Saved entries
:::

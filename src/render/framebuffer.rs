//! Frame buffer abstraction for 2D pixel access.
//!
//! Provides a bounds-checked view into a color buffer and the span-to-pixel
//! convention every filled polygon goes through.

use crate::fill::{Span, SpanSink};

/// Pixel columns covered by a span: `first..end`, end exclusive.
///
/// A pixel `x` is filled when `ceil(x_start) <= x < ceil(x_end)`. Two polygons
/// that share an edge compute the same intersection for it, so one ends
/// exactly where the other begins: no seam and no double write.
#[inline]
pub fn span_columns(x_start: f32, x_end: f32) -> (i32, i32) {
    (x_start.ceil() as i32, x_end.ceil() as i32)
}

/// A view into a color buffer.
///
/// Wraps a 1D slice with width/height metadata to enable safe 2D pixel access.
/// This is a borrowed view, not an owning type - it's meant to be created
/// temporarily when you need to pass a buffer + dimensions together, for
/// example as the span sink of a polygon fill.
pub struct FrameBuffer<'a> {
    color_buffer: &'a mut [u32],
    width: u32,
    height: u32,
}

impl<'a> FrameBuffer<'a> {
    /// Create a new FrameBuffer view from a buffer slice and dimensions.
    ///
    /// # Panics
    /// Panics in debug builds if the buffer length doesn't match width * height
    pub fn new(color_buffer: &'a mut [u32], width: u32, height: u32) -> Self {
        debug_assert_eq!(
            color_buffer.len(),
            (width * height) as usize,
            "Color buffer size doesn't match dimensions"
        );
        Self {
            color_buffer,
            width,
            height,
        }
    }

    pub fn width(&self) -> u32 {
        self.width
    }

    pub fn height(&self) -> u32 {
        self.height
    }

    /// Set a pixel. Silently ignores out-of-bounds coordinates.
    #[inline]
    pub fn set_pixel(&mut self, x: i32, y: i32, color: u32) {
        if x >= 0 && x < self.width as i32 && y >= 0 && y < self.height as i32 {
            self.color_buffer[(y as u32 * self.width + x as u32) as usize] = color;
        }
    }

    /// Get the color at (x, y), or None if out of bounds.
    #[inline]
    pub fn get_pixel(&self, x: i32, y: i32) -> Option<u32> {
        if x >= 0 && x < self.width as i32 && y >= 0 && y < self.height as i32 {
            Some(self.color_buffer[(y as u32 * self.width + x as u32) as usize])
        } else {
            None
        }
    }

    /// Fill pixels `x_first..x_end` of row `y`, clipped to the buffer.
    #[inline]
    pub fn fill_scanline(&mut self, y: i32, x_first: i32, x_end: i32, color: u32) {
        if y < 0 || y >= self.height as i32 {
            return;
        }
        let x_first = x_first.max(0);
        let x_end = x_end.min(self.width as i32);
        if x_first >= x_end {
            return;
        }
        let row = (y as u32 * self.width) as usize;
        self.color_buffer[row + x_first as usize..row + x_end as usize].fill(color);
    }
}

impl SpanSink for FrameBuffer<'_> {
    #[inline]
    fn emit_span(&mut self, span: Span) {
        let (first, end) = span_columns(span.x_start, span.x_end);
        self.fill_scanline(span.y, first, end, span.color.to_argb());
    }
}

:::

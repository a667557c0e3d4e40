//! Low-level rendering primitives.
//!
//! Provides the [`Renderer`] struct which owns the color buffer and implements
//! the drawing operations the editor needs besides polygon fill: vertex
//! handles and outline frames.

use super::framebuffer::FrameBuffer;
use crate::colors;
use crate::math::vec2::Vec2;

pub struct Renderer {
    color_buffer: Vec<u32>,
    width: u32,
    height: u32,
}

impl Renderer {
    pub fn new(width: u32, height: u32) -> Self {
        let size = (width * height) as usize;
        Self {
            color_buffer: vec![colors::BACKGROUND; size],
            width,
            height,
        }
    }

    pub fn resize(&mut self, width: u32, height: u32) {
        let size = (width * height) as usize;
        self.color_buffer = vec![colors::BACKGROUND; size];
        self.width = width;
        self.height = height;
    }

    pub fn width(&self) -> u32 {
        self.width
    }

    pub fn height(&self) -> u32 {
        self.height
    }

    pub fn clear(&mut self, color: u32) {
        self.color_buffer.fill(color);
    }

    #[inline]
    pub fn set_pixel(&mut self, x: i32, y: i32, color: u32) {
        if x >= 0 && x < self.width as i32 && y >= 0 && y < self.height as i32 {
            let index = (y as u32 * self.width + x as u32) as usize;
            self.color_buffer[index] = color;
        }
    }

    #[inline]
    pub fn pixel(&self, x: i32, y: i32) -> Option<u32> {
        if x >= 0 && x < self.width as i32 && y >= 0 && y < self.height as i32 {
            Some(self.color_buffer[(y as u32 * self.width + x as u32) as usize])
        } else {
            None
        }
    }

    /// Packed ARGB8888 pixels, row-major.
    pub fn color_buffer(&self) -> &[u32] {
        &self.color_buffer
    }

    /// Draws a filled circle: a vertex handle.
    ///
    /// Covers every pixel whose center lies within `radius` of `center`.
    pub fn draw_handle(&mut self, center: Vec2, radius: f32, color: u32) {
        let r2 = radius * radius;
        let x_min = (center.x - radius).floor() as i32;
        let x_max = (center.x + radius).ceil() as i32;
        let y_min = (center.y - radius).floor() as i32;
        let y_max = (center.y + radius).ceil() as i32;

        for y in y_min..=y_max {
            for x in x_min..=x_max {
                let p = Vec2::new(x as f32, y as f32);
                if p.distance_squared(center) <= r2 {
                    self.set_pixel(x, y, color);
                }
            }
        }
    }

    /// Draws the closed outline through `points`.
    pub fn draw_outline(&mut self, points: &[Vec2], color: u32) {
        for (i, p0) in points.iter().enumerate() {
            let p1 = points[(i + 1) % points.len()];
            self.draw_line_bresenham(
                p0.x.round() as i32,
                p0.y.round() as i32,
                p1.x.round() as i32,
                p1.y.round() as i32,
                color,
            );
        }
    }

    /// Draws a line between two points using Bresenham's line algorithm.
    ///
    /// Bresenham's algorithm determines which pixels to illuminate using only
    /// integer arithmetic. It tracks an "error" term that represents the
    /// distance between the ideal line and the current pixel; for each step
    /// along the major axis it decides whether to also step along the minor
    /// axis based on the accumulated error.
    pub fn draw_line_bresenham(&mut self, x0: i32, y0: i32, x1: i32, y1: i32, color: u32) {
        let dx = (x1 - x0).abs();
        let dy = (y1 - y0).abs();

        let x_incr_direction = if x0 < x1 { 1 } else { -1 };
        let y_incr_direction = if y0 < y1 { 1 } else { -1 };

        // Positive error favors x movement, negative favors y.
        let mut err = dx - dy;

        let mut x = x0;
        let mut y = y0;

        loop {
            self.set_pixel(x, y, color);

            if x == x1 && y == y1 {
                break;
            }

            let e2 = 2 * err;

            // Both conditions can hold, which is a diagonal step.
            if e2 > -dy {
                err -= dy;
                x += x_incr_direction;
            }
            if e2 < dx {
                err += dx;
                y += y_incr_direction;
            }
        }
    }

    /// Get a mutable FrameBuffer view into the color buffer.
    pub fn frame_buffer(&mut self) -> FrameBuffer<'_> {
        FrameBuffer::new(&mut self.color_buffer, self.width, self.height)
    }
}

:::

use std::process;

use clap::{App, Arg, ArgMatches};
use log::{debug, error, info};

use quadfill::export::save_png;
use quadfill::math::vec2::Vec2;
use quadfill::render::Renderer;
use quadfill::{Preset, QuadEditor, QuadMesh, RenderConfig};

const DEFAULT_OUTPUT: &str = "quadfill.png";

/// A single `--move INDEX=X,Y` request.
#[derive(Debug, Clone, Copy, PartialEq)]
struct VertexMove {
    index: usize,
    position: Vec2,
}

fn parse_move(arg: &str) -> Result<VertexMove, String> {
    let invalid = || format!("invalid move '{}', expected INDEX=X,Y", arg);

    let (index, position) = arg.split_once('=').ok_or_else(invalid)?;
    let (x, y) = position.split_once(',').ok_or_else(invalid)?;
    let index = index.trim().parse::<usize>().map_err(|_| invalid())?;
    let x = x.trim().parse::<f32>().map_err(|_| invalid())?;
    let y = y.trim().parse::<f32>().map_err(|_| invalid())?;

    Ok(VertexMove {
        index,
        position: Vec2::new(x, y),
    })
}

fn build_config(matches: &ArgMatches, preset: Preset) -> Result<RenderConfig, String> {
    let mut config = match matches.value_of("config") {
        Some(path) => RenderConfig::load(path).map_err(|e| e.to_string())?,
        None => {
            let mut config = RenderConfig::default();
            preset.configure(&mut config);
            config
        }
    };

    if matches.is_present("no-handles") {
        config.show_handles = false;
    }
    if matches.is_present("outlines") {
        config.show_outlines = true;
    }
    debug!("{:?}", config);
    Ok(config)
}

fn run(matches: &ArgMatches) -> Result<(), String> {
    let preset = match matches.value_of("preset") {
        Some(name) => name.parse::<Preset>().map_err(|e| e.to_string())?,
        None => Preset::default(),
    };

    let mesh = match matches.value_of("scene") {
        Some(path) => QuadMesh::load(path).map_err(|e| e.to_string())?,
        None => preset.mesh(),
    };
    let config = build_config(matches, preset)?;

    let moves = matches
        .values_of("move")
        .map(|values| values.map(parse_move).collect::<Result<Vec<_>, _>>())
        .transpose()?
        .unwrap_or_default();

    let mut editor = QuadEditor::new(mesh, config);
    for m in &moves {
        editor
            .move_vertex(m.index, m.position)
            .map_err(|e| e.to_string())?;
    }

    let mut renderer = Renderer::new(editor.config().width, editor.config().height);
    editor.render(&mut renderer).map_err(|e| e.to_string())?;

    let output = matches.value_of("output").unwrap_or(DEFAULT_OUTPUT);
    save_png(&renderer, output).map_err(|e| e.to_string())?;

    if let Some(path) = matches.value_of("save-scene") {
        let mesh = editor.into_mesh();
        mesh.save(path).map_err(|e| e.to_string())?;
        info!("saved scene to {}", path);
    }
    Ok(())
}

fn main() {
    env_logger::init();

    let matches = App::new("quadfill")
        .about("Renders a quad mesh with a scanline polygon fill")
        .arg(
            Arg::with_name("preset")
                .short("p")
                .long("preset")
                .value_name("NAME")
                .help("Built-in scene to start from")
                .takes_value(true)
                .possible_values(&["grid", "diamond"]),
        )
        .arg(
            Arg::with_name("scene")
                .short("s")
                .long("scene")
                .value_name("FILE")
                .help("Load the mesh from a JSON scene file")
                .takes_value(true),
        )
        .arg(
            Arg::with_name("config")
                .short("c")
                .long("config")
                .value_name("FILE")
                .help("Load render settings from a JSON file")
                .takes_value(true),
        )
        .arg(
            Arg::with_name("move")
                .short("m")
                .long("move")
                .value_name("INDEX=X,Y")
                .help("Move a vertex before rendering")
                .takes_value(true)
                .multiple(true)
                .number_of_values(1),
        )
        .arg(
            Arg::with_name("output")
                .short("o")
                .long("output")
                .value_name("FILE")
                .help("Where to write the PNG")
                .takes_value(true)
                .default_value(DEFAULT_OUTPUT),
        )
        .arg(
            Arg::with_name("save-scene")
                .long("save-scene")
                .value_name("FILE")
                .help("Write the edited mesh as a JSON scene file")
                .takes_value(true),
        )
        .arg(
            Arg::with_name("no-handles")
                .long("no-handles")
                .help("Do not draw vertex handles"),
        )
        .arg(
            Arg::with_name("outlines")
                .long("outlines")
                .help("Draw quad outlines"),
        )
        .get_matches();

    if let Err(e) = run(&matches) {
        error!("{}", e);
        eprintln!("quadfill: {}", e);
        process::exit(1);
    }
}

:::

## WHAT TO DO:
Every line in the records above with the string "BACKGROUND" in it should be shown.

## RESULT OF THE EXERCISE:
            color_buffer: vec![colors::BACKGROUND; size],
        self.color_buffer = vec![colors::BACKGROUND; size];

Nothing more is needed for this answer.